Intel unveiled the collection of chips in a news release Sept. 7. The lineup, as expected, includes its recently introduced Core 2 Duo processor, Q965 chip set and 82566DM Gigabit network interface connector. The platform was immediately adopted by several PC makers, including Hewlett-Packard and Gateway.

Intel said vPro, made public for the first time in April, will bolster security for desktop PCs and make them easier to manage by introducing several automatic self-management capabilities and smoothing out remote management for IT staff.

Improving the functions of management and security, Intel said, will simplify the work of corporate IT managers and thus ultimately help companies save on PC management costs. The platform also sets apart Intels business PC hardware from that of rival Advanced Micro Devices, which has been gaining ground with business PC manufacturers of late.

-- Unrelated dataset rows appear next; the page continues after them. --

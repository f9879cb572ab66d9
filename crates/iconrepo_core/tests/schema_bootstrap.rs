use iconrepo_core::db::{bootstrap_schema, open_connection, RetryPolicy, TABLES};
use iconrepo_core::{DbError, RepoError, SqliteIconRepository};
use rusqlite::Connection;
use std::path::Path;
use std::time::{Duration, Instant};

const BUSY_TIMEOUT: Duration = Duration::from_millis(2_000);

fn quick_policy(max_attempts: u32) -> RetryPolicy {
    RetryPolicy {
        max_attempts,
        delay: Duration::from_millis(10),
    }
}

fn table_names(conn: &Connection) -> Vec<String> {
    let mut stmt = conn
        .prepare("SELECT name FROM sqlite_master WHERE type = 'table' AND name NOT LIKE 'sqlite_%' ORDER BY name;")
        .unwrap();
    stmt.query_map([], |row| row.get::<_, String>(0))
        .unwrap()
        .collect::<Result<Vec<_>, _>>()
        .unwrap()
}

#[test]
fn bootstrap_creates_every_table_in_wal_mode() {
    let dir = tempfile::tempdir().unwrap();
    let db_path = dir.path().join("meta.sqlite3");

    bootstrap_schema(&db_path, BUSY_TIMEOUT, quick_policy(1)).unwrap();

    let conn = open_connection(&db_path, BUSY_TIMEOUT).unwrap();
    let mut expected: Vec<String> = TABLES.iter().map(|t| t.name.to_string()).collect();
    expected.sort();
    assert_eq!(table_names(&conn), expected);

    let mode: String = conn
        .query_row("PRAGMA journal_mode;", [], |row| row.get(0))
        .unwrap();
    assert_eq!(mode.to_ascii_lowercase(), "wal");

    let foreign_keys: i64 = conn
        .query_row("PRAGMA foreign_keys;", [], |row| row.get(0))
        .unwrap();
    assert_eq!(foreign_keys, 1);
}

#[test]
fn rerunning_bootstrap_drops_existing_rows() {
    let dir = tempfile::tempdir().unwrap();
    let db_path = dir.path().join("meta.sqlite3");
    bootstrap_schema(&db_path, BUSY_TIMEOUT, quick_policy(1)).unwrap();

    let conn = open_connection(&db_path, BUSY_TIMEOUT).unwrap();
    conn.execute(
        "INSERT INTO icon (name, modified_by) VALUES ('arrow', 'ux');",
        [],
    )
    .unwrap();
    conn.execute("INSERT INTO tag (text) VALUES ('outline');", [])
        .unwrap();
    drop(conn);

    bootstrap_schema(&db_path, BUSY_TIMEOUT, quick_policy(1)).unwrap();

    let conn = open_connection(&db_path, BUSY_TIMEOUT).unwrap();
    for table in TABLES {
        let count: i64 = conn
            .query_row(&format!("SELECT count(*) FROM {};", table.name), [], |row| {
                row.get(0)
            })
            .unwrap();
        assert_eq!(count, 0, "table {} should be empty", table.name);
    }
}

#[test]
fn unreachable_database_is_retried_until_the_bound() {
    let dir = tempfile::tempdir().unwrap();
    let db_path = dir.path().join("no-such-dir").join("meta.sqlite3");

    let started_at = Instant::now();
    let err = bootstrap_schema(&db_path, BUSY_TIMEOUT, quick_policy(3)).unwrap_err();

    match err {
        DbError::RetriesExhausted { attempts, .. } => assert_eq!(attempts, 3),
        other => panic!("expected retries to be exhausted, got {other:?}"),
    }
    assert!(started_at.elapsed() >= Duration::from_millis(20));
}

#[test]
fn non_transient_error_aborts_without_retry() {
    let dir = tempfile::tempdir().unwrap();
    let db_path = dir.path().join("garbage.sqlite3");
    std::fs::write(&db_path, vec![0x5a_u8; 8192]).unwrap();

    let policy = RetryPolicy {
        max_attempts: 30,
        delay: Duration::from_secs(5),
    };
    let started_at = Instant::now();
    let err = bootstrap_schema(&db_path, BUSY_TIMEOUT, policy).unwrap_err();

    assert!(matches!(err, DbError::Sqlite(_)), "got {err:?}");
    assert!(started_at.elapsed() < Duration::from_secs(5));
}

#[test]
fn repository_requires_a_bootstrapped_schema() {
    let dir = tempfile::tempdir().unwrap();
    let db_path = dir.path().join("empty.sqlite3");

    let err = SqliteIconRepository::try_new(&db_path, BUSY_TIMEOUT).unwrap_err();
    assert!(matches!(err, RepoError::MissingRequiredTable("icon")));

    bootstrap_schema(&db_path, BUSY_TIMEOUT, quick_policy(1)).unwrap();
    let repo = SqliteIconRepository::try_new(&db_path, BUSY_TIMEOUT).unwrap();
    assert_eq!(repo.path(), Path::new(&db_path));
}
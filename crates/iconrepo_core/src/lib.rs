//! Core of the icon repository.
//! Keeps iconfile bytes in a git working tree and icon metadata in SQLite,
//! and makes every write land in both stores or in neither.

pub mod config;
pub mod content;
pub mod db;
pub mod logging;
pub mod model;
pub mod queue;
pub mod repo;
pub mod service;

pub use config::{ConfigError, RepoConfig};
pub use content::{ContentChange, ContentError, ContentStore, GitContentStore};
pub use db::{bootstrap_schema, DbError, RetryPolicy};
pub use logging::{default_log_level, init_logging, LoggingError};
pub use model::icon::{
    validate_icon_name, IconDescriptor, IconValidationError, Iconfile, IconfileDescriptor,
};
pub use queue::{MutationQueue, QueueError};
pub use repo::{MetadataStore, PreparedWrite, RepoError, RepoResult, SqliteIconRepository};
pub use service::{CoordinatorError, CoordinatorResult, WriteCoordinator};

/// Returns the core crate version.
pub fn core_version() -> &'static str {
    env!("CARGO_PKG_VERSION")
}

#[cfg(test)]
mod tests {
    use super::core_version;

    #[test]
    fn version_is_not_empty() {
        assert!(!core_version().is_empty());
    }
}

"What were looking to do is bring together the best of business technologies into a single package," said Mike Ferron-Jones, director of marketing for Intels Digital Office Platforms Division, in Santa Clara, Calif. The chip maker wants to help "solve business computing problems in terms of manageability and better security and provide it all in an energy-efficient package," he said.

The platforms management features, many of which hinge on an updated version of Intels Active Management Technology, AMT 2.0, are what will help produce savings in PC maintenance costs, in part by allowing for automated or remote management schemes to tackle tasks that would normally require a deskside visit by IT staff, Ferron-Jones said.

Intel has plans for a business turnaround. To read more, click here.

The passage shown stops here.